Begitulah sebagian wajah realita kita, dari persoalan yang sekilas tampak sederhana; tembakau dan rokok.
Belum lagi jika berbicara lebih jauh. Simak saja data dari Badan Litbang Kemenkes RI tahun 2013. Di sana akan terpampang kalkulasi pengeluaran negara yang diakibatkan oleh keberadaan industri rokok. Cukai rokok tidak sebanding dengan biaya dampak kesehatan yang harus ditanggung negara.
Selama ini kita terlalu dibius bahwa cukai rokok akan menjadi pemasukan negara, namun menutup mata atas pengeluaran negara untuk menjawab masalah dari kehadiran rokok  itu sendiri. Sedangkan pengeluaran negara itu sendiri, adalah pengeluaran kita sendiri juga sebagai rakyat; yang menyumbang kepada negara lewat cukai rokok dan pajak-pajak lainnya.
Ada yang selama ini luput kita gubris adalah belanja rokok kita sebagai masyarakat selama ini setara dengan 235,4 triliun, sedangkan biaya rawat jalan dan inap itu mencapai angka 378,7 triliun. Menjadi perbandingan sangat jelas, bagaimana efek dari dunia pertembakauan yang sedang menjadi bola yang kian bergulir ke mana-mana.
"Sebab (di tengah fenomena ini) yang dibutuhkan adalah keberpihakan pemerintah kepada masyarakat," kata Prof. Hasbullah, Senin lalu. "Jika sekadar untuk mendapatkan cukai dari peningkatan produksi dan penjualan, pemerintah harus berhitung baik-baik bagaimana efeknya di masa depan."
Hasbullah mencemaskan jika RUU Pertembakauan itu sampai disetujui oleh Presiden, maka itu akan menjadi fakta sejarah menyedihkan sekaligus akan sangat merugikan.

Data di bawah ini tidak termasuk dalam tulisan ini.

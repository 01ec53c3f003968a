//! Gatehost Core - authoritative construct replication and tick scheduling
//!
//! Two coupled subsystems:
//! 1. **Routing protocol**: request/response packets with staleness rejection
//!    and server relay, on top of an unordered best-effort frame transport
//! 2. **Tick scheduler**: deferred close queues, per-construct main-thread
//!    updates, bounded background sweeps and timed timelines, all against
//!    one shared construct registry
//!
//! The embedding game supplies constructs, gates and animations through the
//! traits in [`construct`]; a [`Session`] ties everything together and is
//! driven once per tick by an external loop.

pub mod callbacks;
pub mod config;
pub mod construct;
pub mod entity;
pub mod error;
pub mod fault;
pub mod packet;
pub mod queues;
pub mod registry;
pub mod replication;
pub mod session;
pub mod sweep;
pub mod timeline;
pub mod transport;

#[cfg(test)]
mod testing;

// Re-export key types for convenience
pub use callbacks::{handler, PacketHandler};
pub use config::Configuration;
pub use construct::{Animation, Construct, ConstructId, ConstructSnapshot, Gate, LinkKind};
pub use entity::{Body, Component, EntityId, EntityTable};
pub use error::{ConfigError, ConstructError, HandlerError, LifecycleError, PacketError};
pub use fault::Fault;
pub use packet::{Packet, PacketKind, CHANNEL};
pub use registry::{ConstructEntry, Registry, UpsertOutcome};
pub use session::{NoHooks, Session, SessionHooks, SessionOptions, SessionState, SessionStats};
pub use timeline::{AnimationPlay, EntityWarp, PlayOutcome, WarpOutcome};
pub use transport::{DropReason, Received, Role, Transport, TransportStats};
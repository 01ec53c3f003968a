//! Fault-injection scenarios for deterministic simulation runs.

use crate::error::SimError;
use serde::{Serialize, Serializer};

/// Scenario identifiers
#[derive(Debug, Clone, Copy, PartialEq, Eq, Hash)]
pub enum ScenarioId {
    /// Clean network, replicas must match the authority
    SteadyState,

    /// 30% loss on every link, push resyncs repair the gaps
    LossyLink,

    /// Authority cut off from every replica, then healed
    SplitBrain,

    /// A replica joins after constructs already exist
    LateJoin,

    /// Mass closes on the authority, replicas follow
    CloseStorm,

    /// Entities warped through gates while animations run
    GateJump,
}

impl ScenarioId {
    /// Returns a list of all scenarios.
    pub fn all() -> Vec<ScenarioId> {
        vec![
            ScenarioId::SteadyState,
            ScenarioId::LossyLink,
            ScenarioId::SplitBrain,
            ScenarioId::LateJoin,
            ScenarioId::CloseStorm,
            ScenarioId::GateJump,
        ]
    }

    /// Returns the scenario name.
    pub fn name(&self) -> &'static str {
        match self {
            ScenarioId::SteadyState => "steady_state",
            ScenarioId::LossyLink => "lossy_link",
            ScenarioId::SplitBrain => "split_brain",
            ScenarioId::LateJoin => "late_join",
            ScenarioId::CloseStorm => "close_storm",
            ScenarioId::GateJump => "gate_jump",
        }
    }

    /// Returns a description of the scenario.
    pub fn description(&self) -> &'static str {
        match self {
            ScenarioId::SteadyState => {
                "Loss-free network, link queries and a config push must reach every replica"
            }
            ScenarioId::LossyLink => {
                "30% frame loss, replicas converge once the next resync gets through"
            }
            ScenarioId::SplitBrain => {
                "Authority partitioned while it closes and spawns constructs, then healed"
            }
            ScenarioId::LateJoin => {
                "Replica joins late and catches up from its own full-sync request"
            }
            ScenarioId::CloseStorm => {
                "Authority closes most constructs at once, some expire on their own"
            }
            ScenarioId::GateJump => {
                "Warps through open and closing gates alongside a timed animation"
            }
        }
    }

    /// True for scenarios that inject network faults.
    pub fn injects_faults(&self) -> bool {
        matches!(self, ScenarioId::LossyLink | ScenarioId::SplitBrain)
    }
}

impl std::fmt::Display for ScenarioId {
    fn fmt(&self, f: &mut std::fmt::Formatter<'_>) -> std::fmt::Result {
        write!(f, "{}", self.name())
    }
}

impl Serialize for ScenarioId {
    fn serialize<S: Serializer>(&self, serializer: S) -> Result<S::Ok, S::Error> {
        serializer.serialize_str(self.name())
    }
}

impl std::str::FromStr for ScenarioId {
    type Err = SimError;

    fn from_str(s: &str) -> Result<Self, Self::Err> {
        match s.to_lowercase().as_str() {
            "steady_state" | "steadystate" | "steady" => Ok(ScenarioId::SteadyState),
            "lossy_link" | "lossylink" | "lossy" => Ok(ScenarioId::LossyLink),
            "split_brain" | "splitbrain" => Ok(ScenarioId::SplitBrain),
            "late_join" | "latejoin" => Ok(ScenarioId::LateJoin),
            "close_storm" | "closestorm" => Ok(ScenarioId::CloseStorm),
            "gate_jump" | "gatejump" => Ok(ScenarioId::GateJump),
            _ => Err(SimError::UnknownScenario(s.to_string())),
        }
    }
}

Tapi, Presiden Jokowi memang sempat menunjukkan sebuah sikap lewat pidato pada Rapat Kerja Nasional Kesehatan 2017, berupa pesan bahwa rakyat Indonesia harus mementingkan gizi anak-anaknya demi masa depan. Maka itu Hasbullah menyarankan, agar kementarian yang saat ini sedang membahas RUU tersebut secara tertutup agar bersepakat mendukung cita-cita presiden tersebut. "Tapi jika Presiden menyetujui RUU Pertembakauan, maka beliau sama saja mengingkari Nawa Cita yang ia gagas sendiri," Hasbullah menambahkan.
Hasbullah berterus terang tidak percaya jika industri rokok betul-betul peduli pada nasib petani dan Indonesia sendiri. "Industri rokok ini sudah dikuasai asing. Philips Morris yang beli Sampoerna tahun kemarin itu untung bersih lebih dari Rp 10 triliun. Uang (hasil dari sini) dibawa keluar. Belum lagi BAT (British American Tobacco), Japan Tobacco Internasional," Hasbullah memaparkan lebih jauh.

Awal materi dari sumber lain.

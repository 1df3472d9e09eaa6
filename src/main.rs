use agecalc::age;
use agecalc::form::{self, RawInput};
use anyhow::bail;
use chrono::{NaiveDate, Utc};
use clap::Parser;

/// Work out an age in years, months and days from a date of birth.
#[derive(Parser)]
#[command(version, about)]
struct Cli {
    /// Day of birth (DD)
    day: String,

    /// Month of birth (MM)
    month: String,

    /// Year of birth (YYYY)
    year: String,

    /// Reference date to measure against (YYYY-MM-DD); defaults to today
    #[arg(long, value_name = "DATE")]
    on: Option<NaiveDate>,

    /// Print the result as JSON instead of text
    #[arg(long)]
    json: bool,
}

fn main() -> anyhow::Result<()> {
    let cli = Cli::parse();

    // Single clock read; validation and calculation both see this snapshot.
    let today = cli.on.unwrap_or_else(|| Utc::now().date_naive());

    // Validate the raw fields
    let input = RawInput {
        day: cli.day,
        month: cli.month,
        year: cli.year,
    };
    let report = form::check_form(&input, today);
    if !report.is_clean() {
        for (field, problem) in report.problems() {
            eprintln!("{field}: {problem}");
        }
        bail!("birth date is not valid");
    }

    // Calculate age
    let day: i32 = input.day.trim().parse()?;
    let month: i32 = input.month.trim().parse()?;
    let year: i32 = input.year.trim().parse()?;
    let result = age::calculate_age(day, month, year, today)?;

    if cli.json {
        println!("{}", serde_json::to_string(&result)?);
    } else {
        println!("{}", age::format_age(&result));
    }

    Ok(())
}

Tak ketinggalan pakar ekonomi, Faisal Basri, menunjukkan isyarat cemas dengan berbagai kemungkinan di tengah bergulirnya upaya sekelompok kalangan untuk mengegolkan RUU Pertembakauan. Jadi, dia menyarankan agar kementerian manapun yang memiliki kaitan dengan itu untuk lebih berhati-hati.
"Setiap kementerian harus berhati-hati mengambil keputusan dan memberikan rekomendasi kepada Presiden," kata Faisal, menjelaskan. "Terlebih lagi Kementerian Pertanian yang terkait langsung dengan RUU Pertembakauan. Misalnya, soal batasan impor, apakah itu memang memungkinkan? Apakah itu hanya kamuflase RUU ini agar disetujui supaya terkesan melindungi petani tembakau?"